How is that meaningfully different? Technically, yes, Google could give your account to someone else but that would have significant business impacts unless it was done following a court order or something similar, which would also apply to a blockchain key.
Similarly, unless the plan is to tell people that one mistake or hardware failure means they irrecoverably lose their identity, the same process which allows replacing an old key with a new one can be used to replace you.
Finally, there appears to be either no benefit or a big privacy impact mapping keys to profiles on sites. If I go to a website and see “J. Random User” I have to trust that the owner of that site verified their identity against the expected source; if I see something like a signature against a particular key, there's a privacy issue from making it so easy to link you across sites and other activity (yes, people can use ), and if you don't trust the site operator you still have the problem of them showing a different ID when they're doing something dodgy.
Because it's something which is exceedingly rare, and it's more often desirable than not — for example, if your business partner breaks their agreement with you, you probably want a way to have a court enforced turnover rather than just having to write it off forever.

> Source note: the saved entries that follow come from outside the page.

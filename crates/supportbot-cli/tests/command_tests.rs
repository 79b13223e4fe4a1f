use supportbot_cli::commands::{handle_command, resolve_context_choice, CommandResult};
use supportbot_cli::Theme;

// ========================================================================
// Command Parsing Tests (commands.rs)
// ========================================================================

#[test]
fn test_help_command() {
    let result = handle_command("/help");
    match result {
        CommandResult::Message(msg) => {
            assert!(msg.contains("supportbot commands"));
            assert!(msg.contains("/industry"));
            assert!(msg.contains("/reset"));
        }
        other => panic!("expected help text, got {other:?}"),
    }
}

#[test]
fn test_help_command_short_alias() {
    assert!(matches!(handle_command("/h"), CommandResult::Message(_)));
}

#[test]
fn test_quit_aliases() {
    for cmd in ["/quit", "/exit", "/q"] {
        assert_eq!(handle_command(cmd), CommandResult::Quit, "{cmd}");
    }
}

#[test]
fn test_industry_command_keeps_full_argument() {
    assert_eq!(
        handle_command("/industry  Food & Beverage "),
        CommandResult::SelectContext("Food & Beverage".into())
    );
}

#[test]
fn test_industry_command_without_argument_shows_usage() {
    match handle_command("/industry") {
        CommandResult::Message(msg) => assert!(msg.contains("Usage")),
        other => panic!("expected usage, got {other:?}"),
    }
}

#[test]
fn test_session_commands() {
    assert_eq!(handle_command("/industries"), CommandResult::ListContexts);
    assert_eq!(handle_command("/reset"), CommandResult::Reset);
    assert_eq!(handle_command("/new"), CommandResult::Reset);
    assert_eq!(handle_command("/history"), CommandResult::ShowHistory);
    assert_eq!(handle_command("/status"), CommandResult::ShowStatus);
}

#[test]
fn test_version_command() {
    match handle_command("/version") {
        CommandResult::Message(msg) => assert!(msg.starts_with("supportbot v")),
        other => panic!("expected version, got {other:?}"),
    }
}

#[test]
fn test_unknown_command() {
    match handle_command("/frobnicate") {
        CommandResult::Message(msg) => assert!(msg.contains("Unknown command: /frobnicate")),
        other => panic!("expected error message, got {other:?}"),
    }
}

#[test]
fn test_plain_text_is_not_a_command() {
    assert_eq!(
        handle_command("How do I configure inventory routes?"),
        CommandResult::NotACommand
    );
    assert_eq!(handle_command(""), CommandResult::NotACommand);
}

// ========================================================================
// Context Choice Tests (commands.rs)
// ========================================================================

fn offered() -> Vec<String> {
    vec!["Finance".into(), "Retail".into(), "Healthcare".into()]
}

#[test]
fn test_choice_by_number() {
    assert_eq!(resolve_context_choice("2", &offered()), Some("Retail".into()));
    assert_eq!(resolve_context_choice(" 1 ", &offered()), Some("Finance".into()));
}

#[test]
fn test_choice_number_out_of_range() {
    assert_eq!(resolve_context_choice("0", &offered()), None);
    assert_eq!(resolve_context_choice("4", &offered()), None);
}

#[test]
fn test_choice_by_name_is_case_insensitive() {
    assert_eq!(
        resolve_context_choice("healthcare", &offered()),
        Some("Healthcare".into())
    );
}

#[test]
fn test_free_text_is_not_an_industry() {
    // A question typed before picking must not become the industry.
    assert_eq!(
        resolve_context_choice("How do I export invoices?", &offered()),
        None
    );
    assert_eq!(resolve_context_choice("Agriculture", &offered()), None);
    assert_eq!(resolve_context_choice("   ", &offered()), None);
}

#[test]
fn test_custom_industry_goes_through_command() {
    assert_eq!(
        handle_command("/industry Agriculture"),
        CommandResult::SelectContext("Agriculture".into())
    );
}

// ========================================================================
// Theme Tests (theme.rs)
// ========================================================================

#[test]
fn test_theme_by_name_falls_back_to_dark() {
    assert_eq!(Theme::by_name("light").name, "light");
    assert_eq!(Theme::by_name("plain").name, "plain");
    assert_eq!(Theme::by_name("nonexistent").name, "dark");
    for name in Theme::all_names() {
        assert_eq!(Theme::by_name(name).name, *name);
    }
}
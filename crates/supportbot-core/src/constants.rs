//! Centralized constants for supportbot.
//! Model names, endpoints, prompt text and canned guidance live here.

// ─── Models ───────────────────────────────────────────────────────────────────

pub mod models {
    pub const DEFAULT_OPENAI_MODEL: &str = "gpt-4o";
    pub const DEFAULT_GROQ_MODEL: &str = "llama-3.3-70b-versatile";
    pub const DEFAULT_TOGETHER_MODEL: &str = "meta-llama/Llama-3.3-70B-Instruct-Turbo";
    pub const DEFAULT_OPENROUTER_MODEL: &str = "openai/gpt-4o";
    pub const DEFAULT_OLLAMA_MODEL: &str = "llama3.2";
    pub const DEFAULT_LMSTUDIO_MODEL: &str = "local-model";
}

// ─── API Endpoints ────────────────────────────────────────────────────────────

pub mod endpoints {
    pub const OPENAI_BASE_URL: &str = "https://api.openai.com";
    pub const GROQ_BASE_URL: &str = "https://api.groq.com/openai";
    pub const TOGETHER_BASE_URL: &str = "https://api.together.xyz";
    pub const OPENROUTER_BASE_URL: &str = "https://openrouter.ai/api";
    pub const OLLAMA_BASE_URL: &str = "http://localhost:11434";
    pub const LMSTUDIO_BASE_URL: &str = "http://localhost:1234";

    /// Path appended to every base URL.
    pub const CHAT_COMPLETIONS_PATH: &str = "/v1/chat/completions";
}

// ─── Default Settings ─────────────────────────────────────────────────────────

pub mod defaults {
    pub const TIMEOUT_SECS: u64 = 60;
    pub const API_KEY_ENV: &str = "OPENAI_API_KEY";

    /// Industries offered for context selection.
    pub const CONTEXTS: &[&str] = &[
        "Finance",
        "Retail",
        "Manufacturing",
        "Healthcare",
        "Hospitality",
        "Logistics",
    ];
}

// ─── Prompts ──────────────────────────────────────────────────────────────────

pub mod prompts {
    pub const BASE_PERSONA: &str = "\
You are an expert assistant for Odoo post-implementation support. \
You have access to the full Odoo documentation and can help users with issues, \
configurations, best practices, and troubleshooting. \
Provide clear, step-by-step solutions based on the official documentation. \
If unsure, politely suggest checking with Odoo support or official forums.";

    /// Prefix of the visible marker written into the transcript when the
    /// completion service fails.
    pub const ERROR_MARKER_PREFIX: &str = "[Error: ";
}

// ─── Guidance Blocks ──────────────────────────────────────────────────────────

pub mod guidance {
    /// Default keyword → guidance mapping, in declaration order.
    pub const DEFAULT_RULES: &[(&str, &str)] = &[
        (
            "inventory",
            "**Inventory tip:** Check Inventory > Configuration > Settings to confirm \
             that multi-step routes and storage locations are enabled before adjusting \
             stock. Use Inventory > Operations > Physical Inventory for counts.",
        ),
        (
            "sales",
            "**Sales tip:** Quotation templates, pricelists and invoicing policy live under \
             Sales > Configuration > Settings. Confirm the invoicing policy (ordered vs. \
             delivered quantities) matches your process.",
        ),
        (
            "accounting",
            "**Accounting tip:** Reconcile bank statements from the Accounting dashboard \
             and lock past periods under Accounting > Configuration > Settings > Fiscal \
             Periods once they are closed.",
        ),
        (
            "purchase",
            "**Purchase tip:** Enable purchase agreements and 3-way matching under \
             Purchase > Configuration > Settings to control vendor bills against receipts.",
        ),
        (
            "manufacturing",
            "**Manufacturing tip:** Verify bills of materials and work center capacity \
             under Manufacturing > Products before scheduling manufacturing orders.",
        ),
    ];
}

The larger point here is that there's no benefit to the user if the experience is replacing “Login with Google” with “Login with <large exchange>”, which is what it would be for the vast majority of users. If it's saying “Login with your private key”, it would be important to think about why OpenID/Persona didn't catch on or the already-supported x509 key support which has been available for decades.

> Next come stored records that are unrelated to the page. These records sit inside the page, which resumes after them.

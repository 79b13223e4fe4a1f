use super::aggregator::{aggregate, error_marker};
use super::augment::FeatureAugmenter;
use super::state::{Lifecycle, Session, TurnGuard};
use super::SessionEvent;
use crate::context::{ContextTag, MessageStore, SystemPromptBuilder};
use crate::error::{Result, SupportError};
use crate::llm::{Completion, CompletionMode, LlmClient, Message};
use tokio::sync::mpsc::UnboundedSender;
use tracing::{debug, info, warn};

/// How a [`SessionController`] runs its session.
#[derive(Debug, Clone, PartialEq, Eq)]
pub struct SessionConfig {
    pub mode: CompletionMode,
    /// Start in `AwaitingContext` and return there on reset.
    pub require_context: bool,
    /// Canned assistant message placed after the System message.
    pub greeting: Option<String>,
    /// Send the greeting upstream as part of the transcript.
    pub greeting_in_context: bool,
}

impl Default for SessionConfig {
    fn default() -> Self {
        Self {
            mode: CompletionMode::Stream,
            require_context: true,
            greeting: None,
            greeting_in_context: false,
        }
    }
}

#[derive(Debug, Clone, PartialEq, Eq)]
pub enum TurnOutcome {
    /// Blank or whitespace-only input was rejected. Nothing was stored, no
    /// event was sent and no request was made.
    Rejected,
    Completed { reply: String },
    /// The completion service failed. `reply` carries the error marker and
    /// was committed like any other reply.
    Failed { reply: String, cause: String },
}

impl TurnOutcome {
    pub fn reply(&self) -> Option<&str> {
        match self {
            Self::Rejected => None,
            Self::Completed { reply } | Self::Failed { reply, .. } => Some(reply),
        }
    }
}

/// Owns one [`Session`] and runs its turns.
///
/// Every entry point takes `&mut self`, so turns never overlap.
pub struct SessionController {
    llm: Box<dyn LlmClient>,
    prompts: SystemPromptBuilder,
    augmenter: FeatureAugmenter,
    config: SessionConfig,
    session: Session,
    events: Option<UnboundedSender<SessionEvent>>,
}

impl SessionController {
    pub fn new(llm: Box<dyn LlmClient>, config: SessionConfig) -> Result<Self> {
        Self::with_parts(
            llm,
            SystemPromptBuilder::new(),
            FeatureAugmenter::with_defaults(),
            config,
        )
    }

    pub fn with_parts(
        llm: Box<dyn LlmClient>,
        prompts: SystemPromptBuilder,
        augmenter: FeatureAugmenter,
        config: SessionConfig,
    ) -> Result<Self> {
        let (store, lifecycle) = initial_store(&prompts, &config)?;
        let session = Session::new(store, lifecycle);
        info!(session_id = %session.id(), %lifecycle, "session created");
        Ok(Self {
            llm,
            prompts,
            augmenter,
            config,
            session,
            events: None,
        })
    }

    /// Send [`SessionEvent`]s to `tx` from now on.
    pub fn with_events(mut self, tx: UnboundedSender<SessionEvent>) -> Self {
        self.events = Some(tx);
        self
    }

    pub fn session(&self) -> &Session {
        &self.session
    }

    pub fn config(&self) -> &SessionConfig {
        &self.config
    }

    pub fn model(&self) -> &str {
        self.llm.model()
    }

    /// Non-system messages in transcript order.
    pub fn transcript(&self) -> std::slice::Iter<'_, Message> {
        self.session.store.all_except_system()
    }

    /// Pick a context and start a fresh transcript for it.
    pub fn select_context(&mut self, tag: &str) -> Result<()> {
        let tag = ContextTag::new(tag)?;
        let store = fresh_store(&self.prompts, self.config.greeting.as_deref(), Some(&tag))?;

        self.session.store = store;
        self.session.lifecycle = Lifecycle::Active;
        info!(session_id = %self.session.id(), context = %tag, "context selected");
        self.session.context = Some(tag);

        self.emit(SessionEvent::StateChanged);
        Ok(())
    }

    /// Run one chat turn.
    ///
    /// Upstream failures do not surface as errors: they end up as a marker in
    /// the committed reply and as [`TurnOutcome::Failed`]. If the returned
    /// future is dropped before completion, the store is left as it was.
    pub async fn submit_turn(&mut self, input: &str) -> Result<TurnOutcome> {
        if input.trim().is_empty() {
            debug!(session_id = %self.session.id(), "blank input ignored");
            return Ok(TurnOutcome::Rejected);
        }
        if self.session.lifecycle == Lifecycle::AwaitingContext {
            return Err(SupportError::ContextRequired);
        }

        let user = Message::user(input)?;
        let mut request = self
            .session
            .store
            .request_messages(self.config.greeting_in_context);
        request.push(user.clone());

        let session_id = self.session.id();
        let mode = self.config.mode;
        let guard = TurnGuard::start(&mut self.session, input, self.events.as_ref());
        debug!(%session_id, messages = request.len(), %mode, "dispatching turn");

        let (reply, failure) =
            run_completion(self.llm.as_ref(), mode, &request, self.events.as_ref()).await;
        let reply = self.augmenter.augment(input, &reply);

        let assistant = Message::assistant(reply.clone())?;
        guard.session.store.append_all([user, assistant])?;
        let len = guard.session.store.len();
        drop(guard);

        info!(%session_id, messages = len, failed = failure.is_some(), "turn committed");
        self.emit(SessionEvent::StateChanged);

        Ok(match failure {
            Some(cause) => TurnOutcome::Failed { reply, cause },
            None => TurnOutcome::Completed { reply },
        })
    }

    /// Drop the transcript and start over.
    pub fn reset_session(&mut self) -> Result<()> {
        let (store, lifecycle) = initial_store(&self.prompts, &self.config)?;

        self.session.store = store;
        self.session.context = None;
        self.session.lifecycle = lifecycle;
        info!(session_id = %self.session.id(), %lifecycle, "session reset");

        self.emit(SessionEvent::StateChanged);
        Ok(())
    }

    fn emit(&self, event: SessionEvent) {
        emit(self.events.as_ref(), event);
    }
}

fn emit(events: Option<&UnboundedSender<SessionEvent>>, event: SessionEvent) {
    if let Some(tx) = events {
        let _ = tx.send(event);
    }
}

/// Store and lifecycle for a session with no context selected yet.
fn initial_store(
    prompts: &SystemPromptBuilder,
    config: &SessionConfig,
) -> Result<(MessageStore, Lifecycle)> {
    if config.require_context {
        Ok((fresh_store(prompts, None, None)?, Lifecycle::AwaitingContext))
    } else {
        Ok((
            fresh_store(prompts, config.greeting.as_deref(), None)?,
            Lifecycle::Active,
        ))
    }
}

fn fresh_store(
    prompts: &SystemPromptBuilder,
    greeting: Option<&str>,
    context: Option<&ContextTag>,
) -> Result<MessageStore> {
    let system = Message::system(prompts.build(context))?;
    let greeting = greeting
        .filter(|g| !g.trim().is_empty())
        .map(Message::assistant)
        .transpose()?;
    MessageStore::with_greeting(system, greeting)
}

/// Ask the completion service for a reply. Always yields non-empty text; the
/// second value is the failure cause when the service did not deliver.
async fn run_completion(
    llm: &dyn LlmClient,
    mode: CompletionMode,
    request: &[Message],
    events: Option<&UnboundedSender<SessionEvent>>,
) -> (String, Option<String>) {
    let (text, mut failure) = match llm.complete(request, mode).await {
        Ok(Completion::Text(text)) => (text, None),
        Ok(Completion::Fragments(fragments)) => {
            let reply = aggregate(fragments, |partial| {
                emit(
                    events,
                    SessionEvent::PartialReply {
                        text: partial.text().to_string(),
                    },
                )
            })
            .await;
            let failure = reply.error().map(str::to_string);
            (reply.into_text(), failure)
        }
        Err(SupportError::Upstream { cause }) => (error_marker(&cause), Some(cause)),
        Err(other) => {
            let cause = other.to_string();
            (error_marker(&cause), Some(cause))
        }
    };

    let text = if failure.is_none() && text.trim().is_empty() {
        let cause = "empty reply from completion service".to_string();
        let marker = error_marker(&cause);
        failure = Some(cause);
        marker
    } else {
        text
    };

    if let Some(ref cause) = failure {
        warn!(%cause, "completion failed");
        emit(
            events,
            SessionEvent::UpstreamFailure {
                cause: cause.clone(),
            },
        );
    }

    (text, failure)
}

>it would be important to think about why OpenID/Persona didn't catch on or the already-supported x509 key
Why did SIM chips take off? Why did credit cards with smart chips take off? These both embed private keys. Even desktop computers are now embedding private keys in their motherboards.
The private key there is only an implementation detail, though. The reason people don't care about it is because in the case of a SIM card you can get a replacement SIM while keeping the same phone number (which is what people really care about), and in the case of a credit card where a premature replacement might involve a change of credit card number
- for one-off payments it doesn't matter anyway, you just start using the new card and that's it
- and for recurring payments all businesses already need to allow for updating your credit card details because credit cards regularly expire anyway, so having to possibly manually update all your recurring payments might be a bit tedious and annoying, but it's certainly no impossible, out-of-the-ordinary task
> Clearly, something is missing from your analysis.

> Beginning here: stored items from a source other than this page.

use crate::constants::{endpoints, models};
use crate::error::{error_chain, Result, SupportError};
use crate::llm::traits::*;
use futures::channel::mpsc;
use serde::{Deserialize, Serialize};
use serde_json::Value;
use std::time::Duration;
use tracing::{debug, trace, warn};

/// Client for any endpoint speaking the OpenAI `/v1/chat/completions` protocol.
///
/// Stateless apart from connection settings: the transcript is passed in on
/// every call and nothing is retried.
pub struct OpenAIClient {
    client: reqwest::Client,
    api_key: Option<String>,
    model: String,
    base_url: String,
    temperature: Option<f32>,
    // Whole-request deadline, applied to batch calls only.
    timeout: Option<Duration>,
}

impl OpenAIClient {
    pub fn new(api_key: Option<String>) -> Self {
        Self {
            client: reqwest::Client::new(),
            api_key,
            model: models::DEFAULT_OPENAI_MODEL.to_string(),
            base_url: endpoints::OPENAI_BASE_URL.to_string(),
            temperature: None,
            timeout: None,
        }
    }

    pub fn with_model(mut self, model: impl Into<String>) -> Self {
        self.model = model.into();
        self
    }

    pub fn with_base_url(mut self, url: impl Into<String>) -> Self {
        self.base_url = url.into().trim_end_matches('/').to_string();
        self
    }

    pub fn with_temperature(mut self, temperature: Option<f32>) -> Self {
        self.temperature = temperature;
        self
    }

    /// Bound connecting and every wait for data by `timeout`. Batch calls
    /// must also finish within it; a stream may run as long as fragments keep
    /// arriving.
    pub fn with_timeout(mut self, timeout: Duration) -> Result<Self> {
        self.client = reqwest::Client::builder()
            .connect_timeout(timeout)
            .read_timeout(timeout)
            .build()
            .map_err(|e| SupportError::Config(format!("failed to build HTTP client: {e}")))?;
        self.timeout = Some(timeout);
        Ok(self)
    }

    fn url(&self) -> String {
        format!("{}{}", self.base_url, endpoints::CHAT_COMPLETIONS_PATH)
    }

    fn request(&self, messages: &[Message], stream: bool) -> reqwest::RequestBuilder {
        let body = OpenAIRequest {
            model: &self.model,
            messages,
            temperature: self.temperature,
            stream: stream.then_some(true),
        };

        debug!(
            model = %self.model,
            messages = messages.len(),
            stream,
            "sending completion request"
        );

        let mut req = self.client.post(self.url()).json(&body);
        if let Some(ref key) = self.api_key {
            req = req.bearer_auth(key);
        }
        if let (false, Some(timeout)) = (stream, self.timeout) {
            req = req.timeout(timeout);
        }
        req
    }
}

#[derive(Debug, Serialize)]
struct OpenAIRequest<'a> {
    model: &'a str,
    messages: &'a [Message],
    #[serde(skip_serializing_if = "Option::is_none")]
    temperature: Option<f32>,
    #[serde(skip_serializing_if = "Option::is_none")]
    stream: Option<bool>,
}

#[derive(Debug, Deserialize)]
struct OpenAIResponse {
    choices: Vec<OpenAIChoice>,
}

#[derive(Debug, Deserialize)]
struct OpenAIChoice {
    message: OpenAIMessage,
    #[serde(default)]
    finish_reason: Option<String>,
}

#[derive(Debug, Deserialize)]
struct OpenAIMessage {
    content: Option<String>,
}

// Error envelope used by OpenAI and compatible APIs.
#[derive(Debug, Deserialize)]
struct ErrorEnvelope {
    error: ErrorBody,
}

#[derive(Debug, Deserialize)]
struct ErrorBody {
    message: String,
}

/// Turn a non-success HTTP response into an upstream error, preferring the
/// structured message when the body carries one.
async fn check_status(response: reqwest::Response) -> Result<reqwest::Response> {
    let status = response.status();
    if status.is_success() {
        return Ok(response);
    }

    let body = response.text().await.unwrap_or_default();
    let detail = serde_json::from_str::<ErrorEnvelope>(&body)
        .map(|env| env.error.message)
        .unwrap_or(body);

    warn!(%status, %detail, "completion request rejected");
    Err(SupportError::upstream(format!("HTTP {status}: {detail}")))
}

#[async_trait::async_trait]
impl LlmClient for OpenAIClient {
    async fn chat(&self, messages: &[Message]) -> Result<LlmResponse> {
        let response = self.request(messages, false).send().await?;
        let response = check_status(response).await?;
        let response_text = response.text().await?;

        let api_response: OpenAIResponse = serde_json::from_str(&response_text)
            .map_err(|e| SupportError::upstream(format!("Failed to parse response: {e}")))?;

        let choice = api_response
            .choices
            .into_iter()
            .next()
            .ok_or_else(|| SupportError::upstream("No choices in response"))?;

        let content = choice
            .message
            .content
            .filter(|c| !c.trim().is_empty())
            .ok_or_else(|| SupportError::upstream("Empty content in response"))?;

        Ok(LlmResponse {
            content,
            finish_reason: choice.finish_reason,
        })
    }

    async fn chat_stream(&self, messages: &[Message]) -> Result<FragmentStream> {
        let response = self.request(messages, true).send().await?;
        let response = check_status(response).await?;

        let (tx, rx) = mpsc::unbounded();

        let mut stream = response.bytes_stream();
        tokio::spawn(async move {
            use futures::StreamExt;
            let mut decoder = SseDecoder::default();
            let mut finished = false;

            while let Some(chunk) = stream.next().await {
                let chunk = match chunk {
                    Ok(c) => c,
                    Err(e) => {
                        let _ = tx.unbounded_send(StreamEvent::Error(error_chain(&e)));
                        return;
                    }
                };

                if !forward(decoder.push(&chunk), &tx, &mut finished) {
                    return;
                }
            }

            // The last line may lack its newline.
            if !forward(decoder.finish(), &tx, &mut finished) {
                return;
            }

            // Body ended without a [DONE] sentinel.
            let event = if finished {
                StreamEvent::Done
            } else {
                StreamEvent::Error("stream ended before completion".to_string())
            };
            let _ = tx.unbounded_send(event);
        });

        Ok(rx)
    }

    fn model(&self) -> &str {
        &self.model
    }
}

/// Send decoded frames to the reader. Returns false once nothing more should
/// be read: a terminal event went out or the receiver is gone.
fn forward(
    frames: Vec<SseFrame>,
    tx: &mpsc::UnboundedSender<StreamEvent>,
    finished: &mut bool,
) -> bool {
    for frame in frames {
        let event = match frame {
            SseFrame::Delta(text) => StreamEvent::TextDelta(text),
            SseFrame::Finished => {
                *finished = true;
                continue;
            }
            SseFrame::Done => StreamEvent::Done,
            SseFrame::Error(message) => StreamEvent::Error(message),
        };
        let terminal = !matches!(event, StreamEvent::TextDelta(_));
        // A send error means the receiver is gone: stop reading so the
        // connection is dropped.
        if tx.unbounded_send(event).is_err() {
            trace!("stream receiver dropped, closing connection");
            return false;
        }
        if terminal {
            return false;
        }
    }
    true
}

/// One decoded server-sent event relevant to a chat completion.
#[derive(Debug, Clone, PartialEq, Eq)]
enum SseFrame {
    Delta(String),
    /// A choice reported a `finish_reason`; the `[DONE]` sentinel may follow.
    Finished,
    Done,
    Error(String),
}

/// Line-oriented SSE decoder. Bytes are buffered until a full line arrives so
/// multi-byte characters split across chunks decode correctly.
#[derive(Debug, Default)]
struct SseDecoder {
    buffer: Vec<u8>,
}

impl SseDecoder {
    fn push(&mut self, chunk: &[u8]) -> Vec<SseFrame> {
        self.buffer.extend_from_slice(chunk);

        let mut frames = Vec::new();
        while let Some(line_end) = self.buffer.iter().position(|&b| b == b'\n') {
            let line: Vec<u8> = self.buffer.drain(..=line_end).collect();
            let line = String::from_utf8_lossy(&line);
            frames.extend(parse_data_line(line.trim()));
        }
        frames
    }

    /// Decode whatever is left once the body has ended.
    fn finish(&mut self) -> Vec<SseFrame> {
        let rest = std::mem::take(&mut self.buffer);
        parse_data_line(String::from_utf8_lossy(&rest).trim())
    }
}

fn parse_data_line(line: &str) -> Vec<SseFrame> {
    let Some(data) = line.strip_prefix("data:") else {
        return Vec::new();
    };
    let data = data.trim();
    if data == "[DONE]" {
        return vec![SseFrame::Done];
    }

    let event: Value = match serde_json::from_str(data) {
        Ok(v) => v,
        Err(e) => return vec![SseFrame::Error(format!("malformed stream chunk: {e}"))],
    };

    if let Some(message) = event
        .get("error")
        .and_then(|e| e.get("message"))
        .and_then(|m| m.as_str())
    {
        return vec![SseFrame::Error(message.to_string())];
    }

    let mut frames = Vec::new();
    if let Some(choice) = event
        .get("choices")
        .and_then(|c| c.as_array())
        .and_then(|c| c.first())
    {
        if let Some(content) = choice
            .get("delta")
            .and_then(|d| d.get("content"))
            .and_then(|c| c.as_str())
        {
            if !content.is_empty() {
                frames.push(SseFrame::Delta(content.to_string()));
            }
        }
        if choice.get("finish_reason").is_some_and(|r| !r.is_null()) {
            frames.push(SseFrame::Finished);
        }
    }
    frames
}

And yet you are unable to say what or offer relevant examples. Do you login in to websites using the key on your phone's SIM or your credit card? Both of those are amusing because they're bot not only irrelevant to the scenario in question but also something people use because that's what they were given, not something they sought out.
Okay, so what does that mean for the normal person? They're going from trusting Google to trusting another company which costs more, or holding their key themselves with the knowledge that they'll be locked out of all of their accounts if they lose it or are compromised. I understand that you have a financial benefit if they sign up but what part of that says “here's a benefit to you which is worth paying $$$ for!” to a normal person?
You're mixing multiple issues up. Passwords and private keys are exactly equivalent in the possibilities of loss or compromise (and recovery). So we're not touching any of that here.
> what part of that says “here's a benefit to you which is worth paying $$$ for!” to a normal person?
You get to keep your contacts even if you get booted off the platform (or your contacts do).
Court orders and regulations and etc. are the manifestations of government, and the mechanism by which humanity establishes social order. We... don't want to avoid court orders. We don't want to skirt regulations. These things exist for reasons.
Sure, and if we're coming up with hypotheticals, here are some which are far more likely:
* A blockchain could increase the fees for service. Wait, that happens on a daily basis and you have no control over it.
* A blockchain user could fall for an attack. Unlike the Google scenario, there's no way to regain control of your account – time to setup a new one and convince everyone you work with to update.
* The site you're actually trying to use could switch to a different blockchain (which is more likely than only offering login with Google or that being canceled).
* The site you're using could check a list of addresses and ban yours because it's suspected to be associated with fraud
This is why I suggested taking off your salesguy hat and thinking about what this is like for normal people. Switching to a system which has mandatory upfront inconvenience and expense needs to have a big win to be worth it for people. If it's all “you'll find something to do with it later” you'll get adoption like GPG did.
In this case, I think the key thing to consider is why people use Gmail. It's not like you can't run your own email server, but most people don't want to be responsible for something that important.
Blockchain "service" isn't needed. It's authentication by private key.
A blockchain can be used to tie additional information to the public key.
> The site you're actually trying to use could switch to a different blockchain (which is more likely than only offering login with Google or that being canceled).
I hope they don't use any blockchain at all.
> Unlike the Google scenario, there's no way to regain control of your account
Recovery mechanisms for private key based identities have been designed and implemented.
> Recovery mechanisms for private key based identities have been designed and implemented.
That is not how blockchain works. Once someone has your private key they can make any transactions that they want, you cannot undo those changes once they are on the blockchain.
I want the identity provider to be able to cancel accounts. If they cannot cancel accounts what happens when a scammer creates an account that looks exactly like my company?